For the validation of computationally predicted ES proteins, we checked their sequence similarity against our compiled set of 1485 experimentally derived ES proteins of parasitic helminths (Ancylostoma caninum, Brugia malayi, Clonorchis sinesis, Fasciola hepatica, Schistosoma mansoni, Schistosoma japonicum, Strongyloides ratti and Teladorsagia circumcinta) compiled from literature [25-35] using BLAST [36].

Phase III: ES proteins annotation

Predicted ES proteins from phase II, were annotated for protein domain and family classification using Interproscan [37] including gene ontology (GO) terms option. KAAS [38], provide functional annotation by BLAST comparisons against the manually curated KEGG databases. This tool was used for KEGG pathways BRITE objects mapping [39,40]. ES proteins were independently also searched for homology matching against NCBI's non-redundant protein database and Wormpep (C. elegans proteins) [41] using BLAST [36]. ES proteins were also checked for homology matching against human proteins. BLAST was used with permissive (E-value: 1e-05), moderate (1e-15) and/or stringent (1e-30) search strategies. These tools provide fast annotation of large volumes of ES proteins and also reliably used before in other helminth transcriptomic studies [13,14].

Hardware and Software specifications

The Helminth Secretome database (HSD) is developed using MySQL 5 relational database [42]. The user-friendly interface is developed using PHP [43] for BLAST service and data management. The data is served using the Apache web server [44]. Open source tools used for this study were installed on a ubuntu server operating system based 16-CPU Linux cluster (2.4 GHz, Intel(R) Xeon(R) E5530, 32 RAM). Sequence assembly using iAssembler and protein functional annotation mapping using Interproscan are the most computationally intensive steps.

Results

Our recently developed bioinformatics workflow applied to 454 transcriptomic dataset of S. ratti was modified slightly to be applicable to EST data. The different components of the workflow were linked by Perl, Python and bash shell scripts (Figure 1).

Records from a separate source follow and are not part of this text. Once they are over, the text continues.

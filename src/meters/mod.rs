//! Meters module
//!
//! This module contains the meter system for displaying system statistics
//! at the top of the screen.

#![allow(dead_code)]

mod battery_meter;
mod blank_meter;
mod clock_meter;
mod cpu_meter;
mod date_meter;
mod datetime_meter;
mod diskio_meter;
mod diskio_rate_meter;
mod diskio_time_meter;
mod filedescriptors_meter;
mod gpu_meter;
mod hostname_meter;
mod hugepages_meter;
mod load_meter;
mod memory_meter;
mod memoryswap_meter;
mod networkio_meter;
mod pressure_stall_meter;
mod selinux_meter;
mod swap_meter;
mod system_meter;
mod systemd_meter;
mod tasks_meter;
mod uptime_meter;
mod zfs_arc_meter;
mod zram_meter;

use std::time::Instant;

use crate::core::{Machine, Settings};
use crate::ui::Crt;

pub use battery_meter::*;
pub use blank_meter::*;
pub use clock_meter::*;
pub use cpu_meter::*;
pub use date_meter::*;
pub use datetime_meter::*;
pub use diskio_meter::*;
pub use diskio_rate_meter::*;
pub use diskio_time_meter::*;
pub use filedescriptors_meter::*;
pub use gpu_meter::*;
pub use hostname_meter::*;
pub use hugepages_meter::*;
pub use load_meter::*;
pub use memory_meter::*;
pub use memoryswap_meter::*;
pub use networkio_meter::*;
pub use pressure_stall_meter::*;
pub use selinux_meter::*;
pub use swap_meter::*;
pub use system_meter::*;
pub use systemd_meter::*;
pub use tasks_meter::*;
pub use uptime_meter::*;
pub use zfs_arc_meter::*;
pub use zram_meter::*;

/// Default graph height in rows (matches C htop DEFAULT_GRAPH_HEIGHT)
pub const DEFAULT_GRAPH_HEIGHT: i32 = 4;

/// Maximum number of graph data values to store
pub const MAX_GRAPH_DATA_VALUES: usize = 32768;

/// Graph data storage for historical meter values
#[derive(Debug, Clone)]
pub struct GraphData {
    /// Time of last update
    pub last_update: Option<Instant>,
    /// Historical values (0.0 to 1.0 normalized)
    pub values: Vec<f64>,
}

impl Default for GraphData {
    fn default() -> Self {
        Self::new()
    }
}

impl GraphData {
    pub fn new() -> Self {
        GraphData {
            last_update: None,
            values: Vec::new(),
        }
    }

    /// Record a new value (0.0 to 1.0 normalized)
    /// Returns true if value was recorded, false if too soon since last update
    pub fn record(&mut self, value: f64, delay_ms: u32) -> bool {
        let now = Instant::now();
        let should_record = match self.last_update {
            Some(last) => now.duration_since(last).as_millis() >= delay_ms as u128,
            None => true,
        };

        if should_record {
            self.last_update = Some(now);

            // Shift values left and add new value
            if self.values.len() >= MAX_GRAPH_DATA_VALUES {
                self.values.remove(0);
            }
            self.values.push(value.clamp(0.0, 1.0));
            true
        } else {
            false
        }
    }

    /// Ensure the buffer has at least the given capacity
    pub fn ensure_capacity(&mut self, width: usize) {
        // We need 2 values per column for the graph
        let needed = width * 2;
        if self.values.len() < needed {
            // Prepend zeros to fill
            let mut new_values = vec![0.0; needed - self.values.len()];
            new_values.append(&mut self.values);
            self.values = new_values;
        }
    }
}

/// Meter display mode
#[derive(Debug, Clone, Copy, PartialEq, Eq, Default)]
pub enum MeterMode {
    #[default]
    Bar,
    Text,
    Graph,
    Led,
}

impl MeterMode {
    /// Get the default height for this mode
    pub fn default_height(&self) -> i32 {
        match self {
            MeterMode::Bar => 1,
            MeterMode::Text => 1,
            MeterMode::Graph => DEFAULT_GRAPH_HEIGHT,
            MeterMode::Led => 3,
        }
    }
}

impl From<crate::core::MeterMode> for MeterMode {
    fn from(mode: crate::core::MeterMode) -> Self {
        match mode {
            crate::core::MeterMode::Bar => MeterMode::Bar,
            crate::core::MeterMode::Text => MeterMode::Text,
            crate::core::MeterMode::Graph => MeterMode::Graph,
            crate::core::MeterMode::Led => MeterMode::Led,
        }
    }
}

/// Meter trait - all meters implement this
pub trait Meter: std::fmt::Debug {
    /// Get the meter name
    fn name(&self) -> &'static str;

    /// Get the caption (prefix in the header)
    fn caption(&self) -> &str;

    /// Initialize the meter
    fn init(&mut self) {}

    /// Update meter values from machine state
    fn update(&mut self, machine: &Machine);

    /// Get the height of the meter in lines
    fn height(&self) -> i32 {
        self.mode().default_height()
    }

    /// Draw the meter
    fn draw(&self, crt: &Crt, machine: &Machine, settings: &Settings, x: i32, y: i32, width: i32);

    /// Get the display mode
    fn mode(&self) -> MeterMode {
        MeterMode::Bar
    }

    /// Set the display mode
    fn set_mode(&mut self, mode: MeterMode);

    /// Get supported modes for this meter (default: all modes)
    fn supported_modes(&self) -> u32 {
        // Default: all modes supported (Bar, Text, Graph, Led)
        (1 << MeterMode::Bar as u32)
            | (1 << MeterMode::Text as u32)
            | (1 << MeterMode::Graph as u32)
            | (1 << MeterMode::Led as u32)
    }

    /// Get the default mode for this meter (default: Bar)
    fn default_mode(&self) -> MeterMode {
        MeterMode::Bar
    }

    /// Check if a mode is supported
    fn supports_mode(&self, mode: MeterMode) -> bool {
        (self.supported_modes() & (1 << mode as u32)) != 0
    }
}

/// Meter type enum for creating meters by name
#[derive(Debug, Clone, Copy, PartialEq, Eq)]
pub enum MeterType {
    Cpu,
    AllCpus,
    LeftCpus,
    RightCpus,
    LeftCpus2,
    RightCpus2,
    LeftCpus4,
    RightCpus4,
    LeftCpus8,
    RightCpus8,
    Memory,
    Swap,
    LoadAverage,
    Tasks,
    Uptime,
    Battery,
    Hostname,
    Clock,
    Date,
    DateTime,
    DiskIO,
    NetworkIO,
    Blank,
}

impl MeterType {
    /// Create a meter by name
    pub fn create_from_name(name: &str, param: u32) -> Option<Box<dyn Meter>> {
        match name {
            "CPU" => Some(Box::new(CpuMeter::new(Some(param as usize)))),
            "AllCPUs" => Some(Box::new(CpuMeter::all(1))),
            "AllCPUs2" => Some(Box::new(CpuMeter::all(2))),
            "AllCPUs4" => Some(Box::new(CpuMeter::all(4))),
            "AllCPUs8" => Some(Box::new(CpuMeter::all(8))),
            "LeftCPUs" => Some(Box::new(CpuMeter::left(1))),
            "LeftCPUs2" => Some(Box::new(CpuMeter::left(2))),
            "LeftCPUs4" => Some(Box::new(CpuMeter::left(4))),
            "LeftCPUs8" => Some(Box::new(CpuMeter::left(8))),
            "RightCPUs" => Some(Box::new(CpuMeter::right(1))),
            "RightCPUs2" => Some(Box::new(CpuMeter::right(2))),
            "RightCPUs4" => Some(Box::new(CpuMeter::right(4))),
            "RightCPUs8" => Some(Box::new(CpuMeter::right(8))),
            "Memory" => Some(Box::new(MemoryMeter::new())),
            "Swap" => Some(Box::new(SwapMeter::new())),
            "LoadAverage" => Some(Box::new(LoadAverageMeter::new())),
            "Load" => Some(Box::new(LoadMeter::new())),
            "Tasks" => Some(Box::new(TasksMeter::new())),
            "Uptime" => Some(Box::new(UptimeMeter::new())),
            "Blank" => Some(Box::new(BlankMeter::new())),
            "Hostname" => Some(Box::new(HostnameMeter::new())),
            "Clock" => Some(Box::new(ClockMeter::new())),
            "Date" => Some(Box::new(DateMeter::new())),
            "DateTime" => Some(Box::new(DateTimeMeter::new())),
            "Battery" => Some(Box::new(BatteryMeter::new())),
            "DiskIO" => Some(Box::new(DiskIOMeter::new())),
            "NetworkIO" => Some(Box::new(NetworkIOMeter::new())),
            // Stub meters (not yet implemented)
            "MemorySwap" => Some(Box::new(MemorySwapMeter::new())),
            "System" => Some(Box::new(SystemMeter::new())),
            "DiskIORate" => Some(Box::new(DiskIORateMeter::new())),
            "DiskIOTime" => Some(Box::new(DiskIOTimeMeter::new())),
            "FileDescriptors" => Some(Box::new(FileDescriptorsMeter::new())),
            "GPU" => Some(Box::new(GpuMeter::new())),
            "HugePages" => Some(Box::new(HugePagesMeter::new())),
            "PressureStallCPUSome" => Some(Box::new(PressureStallCPUSomeMeter::new())),
            "PressureStallIOSome" => Some(Box::new(PressureStallIOSomeMeter::new())),
            "PressureStallIOFull" => Some(Box::new(PressureStallIOFullMeter::new())),
            "PressureStallIRQFull" => Some(Box::new(PressureStallIRQFullMeter::new())),
            "PressureStallMemorySome" => Some(Box::new(PressureStallMemorySomeMeter::new())),
            "PressureStallMemoryFull" => Some(Box::new(PressureStallMemoryFullMeter::new())),
            "Zram" => Some(Box::new(ZramMeter::new())),
            "SELinux" => Some(Box::new(SELinuxMeter::new())),
            "Systemd" => Some(Box::new(SystemdMeter::new())),
            "SystemdUser" => Some(Box::new(SystemdUserMeter::new())),
            "ZFSARC" => Some(Box::new(ZfsArcMeter::new())),
            "ZFSCARC" => Some(Box::new(ZfsCompressedArcMeter::new())),
            _ => None,
        }
    }
}

/// Draw a bar meter
pub fn draw_bar(crt: &Crt, x: i32, y: i32, width: i32, values: &[(f64, i32)], total: f64) {
    use crate::ui::{bar_meter_char, ColorElement};
    use crate::ncurses_compat::*;

    let bar_width = (width - 2) as usize; // Account for [ and ]

    // Draw brackets
    let bracket_attr = crt.color(ColorElement::BarBorder);
    attrset(bracket_attr);
    mvaddch(y, x, '[' as u32);
    mvaddch(y, x + width - 1, ']' as u32);

    // Calculate bar content
    let mut bar_pos = 0;
    mv(y, x + 1);

    for (idx, (value, color)) in values.iter().enumerate() {
        let attr = crt.colors[*color as usize];
        let bar_chars = if total > 0.0 {
            ((value / total) * bar_width as f64).round() as usize
        } else {
            0
        };

        attrset(attr);
        let bar_ch = bar_meter_char(crt.color_scheme, idx);
        for _ in 0..bar_chars.min(bar_width - bar_pos) {
            addch(bar_ch as u32);
            bar_pos += 1;
        }

        if bar_pos >= bar_width {
            break;
        }
    }

    // Fill remaining with shadow
    let shadow_attr = crt.color(ColorElement::MeterShadow);
    attrset(shadow_attr);
    while bar_pos < bar_width {
        addch(' ' as u32);
        bar_pos += 1;
    }
}

/// Draw a text meter
pub fn draw_text(crt: &Crt, x: i32, y: i32, caption: &str, text: &str) {
    use crate::ui::ColorElement;
    use crate::ncurses_compat::*;

    let caption_attr = crt.color(ColorElement::MeterText);
    let value_attr = crt.color(ColorElement::MeterValue);

    mv(y, x);
    attrset(caption_attr);
    let _ = addstr(caption);

    attrset(value_attr);
    let _ = addstr(text);
}

// ============================================================================
// Graph Meter Mode (stub - to be implemented)
// ============================================================================

/// Draw a graph meter (stub implementation)
///
/// # Arguments
/// * `crt` - Terminal context
/// * `x` - X position
/// * `y` - Y position (top of graph)
/// * `width` - Total width including caption
/// * `_height` - Height in rows (unused in stub)
/// * `_graph_data` - Historical data to display (unused in stub)
/// * `caption` - Caption to display (3 chars)
pub fn draw_graph(
    crt: &Crt,
    x: i32,
    y: i32,
    width: i32,
    _height: i32,
    _graph_data: &GraphData,
    caption: &str,
) {
    use crate::ui::ColorElement;
    use crate::ncurses_compat::*;

    // Draw the caption (3 chars like bar mode)
    let caption_len = 3;
    if width >= caption_len {
        attrset(crt.color(ColorElement::MeterText));
        let _ = mvaddnstr(y, x, caption, caption_len);
    }

    // Draw stub message
    attrset(crt.color(ColorElement::MeterValueError));
    let _ = addstr(" To be implemented");
    attrset(crt.color(ColorElement::ResetColor));
}

// ============================================================================
// LED Meter Mode
// ============================================================================

/// ASCII LED digits (3 rows, 10 digits 0-9, each digit is 4 chars wide)
/// Row 0: top of digit, Row 1: middle, Row 2: bottom
/// Index: row * 10 + digit
const LED_DIGITS_ASCII: [&str; 30] = [
    // Row 0 (top): digits 0-9
    " __ ", "    ", " __ ", " __ ", "    ", " __ ", " __ ", " __ ", " __ ", " __ ",
    // Row 1 (middle): digits 0-9
    "|  |", "   |", " __|", " __|", "|__|", "|__ ", "|__ ", "   |", "|__|", "|__|",
    // Row 2 (bottom): digits 0-9
    "|__|", "   |", "|__ ", " __|", "   |", " __|", "|__|", "   |", "|__|", " __|",
];

/// UTF-8 LED digits (3 rows, 10 digits 0-9, each digit is 4 chars wide)
/// Uses box-drawing characters for a cleaner look
const LED_DIGITS_UTF8: [&str; 30] = [
    // Row 0 (top): digits 0-9
    "┌──┐",
    "  ┐ ",
    "╶──┐",
    "╶──┐",
    "╷  ╷",
    "┌──╴",
    "┌──╴",
    "╶──┐",
    "┌──┐",
    "┌──┐",
    // Row 1 (middle): digits 0-9
    "│  │",
    "  │ ",
    "┌──┘",
    " ──┤",
    "└──┤",
    "└──┐",
    "├──┐",
    "   │",
    "├──┤",
    "└──┤",
    // Row 2 (bottom): digits 0-9
    "└──┘",
    "  ╵ ",
    "└──╴",
    "╶──┘",
    "   ╵",
    "╶──┘",
    "└──┘",
    "   ╵",
    "└──┘",
    "╶──┘",
];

Preprocessing and assembly of EST datasets

Initially a total of 870,223 ESTs ranging from 59 to 80,905 ESTs for different helminth species were downloaded and stored in different directories on our Linux server. According to the workflow (Figure 1), raw ESTs were cleaned first using Seqclean for removing very short or vector sequences. 846,741 (97.3%) cleaned ESTs were passed to iAssembler for de novo assembly. iAssembler is a standalone Perl package to assemble ESTs using iterative cycles of MIRA assemblies followed by CAP3 assembly. The tool gives much higher accuracy in EST assembly than other existing assemblers by employing an iterative assembly strategy and automated error corrections of mis-assemblies [17]. This strategy of using MIRA+CAP3 for de novo transcriptome assembly has been successfully implemented earlier for other helminth organisms [13] and therefore, using iAssembler is not only equivalent to these two programs but eliminates an extra step by incorporating the running of both programs in a single step. The assembly results in 303,657 Unigenes, comprising 103,791 contigs and 199,866 singletons. 245,814 proteins were obtained by conceptual translation of Unigenes using ESTScan (Table 1). Statistics of the EST analysis reported here, are provided in Additional file 1: Table S1.

Table 1.

Summary of EST data analysis

Total number of species 78
Number of Nematode species 64
Number of Trematode species 7
Number of Cestode species 7
Total number of expressed sequence tags (ESTs) analysed 870,223
Total number of Unigenes (contigs + singletons) 303,657
Total number of putative peptides 245,814
Total number of excretory/secretory (ES) proteins predicted 18,992
Total number of ES proteins with annotation 11,390
Total number of ES proteins verified with experimentally derived helminth ES proteins 4,260

ES protein prediction

Firstly, 18,287 (7.44%) proteins were predicted as classically secreted proteins out of 245,814 total putative proteins using SignalP. The remaining 227,527 (92.56%) putative proteins, predicted to be non-secretory by SignalP, were then scanned by SecretomeP for predicting non-classical secretory proteins. SecretomeP predicted a total of 9,244 (3.76%) non-classically secreted proteins. Combining the results from these two programs yielded a total of 27,531 (11.2%) classical and non-classical proteins which wer then checked by TargetP for identifying mitochondrial proteins. TargetP predicted only 0.17% proteins as mitochondrial, at 95% specificity. The remaining 27,116 proteins after removing 415 mitochondrial proteins were analysed by TMHMM for the prediction of transmembrane proteins. A total of 18,992 (7.72%) proteins were predicted finally as ES proteins after removing 8,126 proteins, which were predicted by TMHMM as transmembrane proteins with at least one transmembrane helix. This number is four fold higher than earlier reported (4710 ES proteins) in the secretome analysis of 39 parasitic nematodes [14].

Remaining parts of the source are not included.